_REQUIRED WORK_
Find every line in the records below that holds the word "ParseMeta", and copy it out.

_PROVIDED RECORDS_

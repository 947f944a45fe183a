use std::fmt::Display;

use rust_decimal::Decimal;
use serde::Serialize;
use time::OffsetDateTime;

use crate::broker::sniff::SNIFF_SAMPLE_LEN;
use crate::broker::BrokerId;

/// Version tags let a consumer tell which implementation produced a result
/// when diagnosing regressions between the registry and its fallback twins.
pub const REGISTRY_PARSER_VERSION: &str = "registry/1.2";
pub const FALLBACK_PARSER_VERSION: &str = "direct/1.2";
pub const NO_PARSER_VERSION: &str = "none";

/// The only failure that propagates out of a parse. Everything else is
/// recovered row-by-row and reported through `ParseResult::warnings`.
#[derive(Clone, PartialEq, Eq, Debug)]
pub enum FatalInputError {
    /// Content is missing a header plus at least one data row.
    TooFewLines(usize),
    /// The header line could not be split into columns.
    UnsplittableHeader,
}

impl Display for FatalInputError {
    fn fmt(&self, f: &mut std::fmt::Formatter<'_>) -> std::fmt::Result {
        match self {
            FatalInputError::TooFewLines(n) => write!(
                f,
                "Content has {n} non-empty line(s); \
                 need a header row plus at least one data row"
            ),
            FatalInputError::UnsplittableHeader => {
                write!(f, "Header row could not be split into columns")
            }
        }
    }
}

impl std::error::Error for FatalInputError {}

/// A file as handed over by the surrounding upload flow. Immutable; the
/// engine only ever reads from it.
#[derive(Clone, Debug)]
pub struct RawInput {
    pub name: String,
    pub media_type: String,
    pub size: usize,
    content: String,
}

impl RawInput {
    pub fn new(
        name: impl Into<String>,
        media_type: impl Into<String>,
        content: String,
    ) -> RawInput {
        RawInput {
            name: name.into(),
            media_type: media_type.into(),
            size: content.len(),
            content,
        }
    }

    pub fn content(&self) -> &str {
        &self.content
    }

    /// Prefix handed to the sniffer. Truncated on a char boundary.
    pub fn sniff_sample(&self) -> &str {
        let mut end = SNIFF_SAMPLE_LEN.min(self.content.len());
        while !self.content.is_char_boundary(end) {
            end -= 1;
        }
        &self.content[..end]
    }
}

#[derive(Serialize, Clone, Copy, PartialEq, Eq, Debug)]
pub enum TradeAction {
    #[serde(rename = "BUY")]
    Buy,
    #[serde(rename = "SELL")]
    Sell,
}

impl TradeAction {
    pub fn as_str(&self) -> &'static str {
        match self {
            TradeAction::Buy => "BUY",
            TradeAction::Sell => "SELL",
        }
    }
}

impl Display for TradeAction {
    fn fmt(&self, f: &mut std::fmt::Formatter<'_>) -> std::fmt::Result {
        write!(f, "{}", self.as_str())
    }
}

/// The canonical trade record all parsers converge to. A value of this type
/// that reaches a caller has passed the central validator: qty and price
/// strictly positive, fees non-negative, non-empty uppercased ticker,
/// well-formed currency code.
#[derive(Serialize, Clone, PartialEq, Debug)]
pub struct NormalizedTrade {
    #[serde(with = "time::serde::rfc3339")]
    pub date: OffsetDateTime,
    pub ticker: String,
    #[serde(rename = "type")]
    pub action: TradeAction,
    #[serde(with = "rust_decimal::serde::float")]
    pub qty: Decimal,
    #[serde(with = "rust_decimal::serde::float")]
    pub price: Decimal,
    pub currency: String,
    #[serde(with = "rust_decimal::serde::float")]
    pub fees: Decimal,
    pub source: BrokerId,
    #[serde(rename = "rawHash", skip_serializing_if = "Option::is_none")]
    pub raw_hash: Option<String>,
}

#[derive(Serialize, Clone, PartialEq, Eq, Debug)]
pub struct ParseMeta {
    #[serde(rename = "rowCount")]
    pub row_count: usize,
    #[serde(rename = "invalidCount")]
    pub invalid_count: usize,
    #[serde(rename = "durationMs")]
    pub duration_ms: u64,
    #[serde(rename = "parserVersion")]
    pub parser_version: &'static str,
}

/// The outcome of one parse attempt. Created fresh per invocation and
/// returned by value; never shared or merged across calls.
#[derive(Serialize, Clone, Debug)]
pub struct ParseResult {
    pub broker: BrokerId,
    pub trades: Vec<NormalizedTrade>,
    pub warnings: Vec<String>,
    pub meta: ParseMeta,
}

impl ParseResult {
    /// The empty result surfaced when no parser (registry or fallback) is
    /// available for the resolved broker id.
    pub fn unavailable(broker: BrokerId) -> ParseResult {
        ParseResult {
            broker,
            trades: Vec::new(),
            warnings: vec![format!(
                "No parser registered for '{broker}' format"
            )],
            meta: ParseMeta {
                row_count: 0,
                invalid_count: 0,
                duration_ms: 0,
                parser_version: NO_PARSER_VERSION,
            },
        }
    }
}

_THE COMPLETED TASK_
pub struct ParseMeta {
    pub meta: ParseMeta,
            meta: ParseMeta {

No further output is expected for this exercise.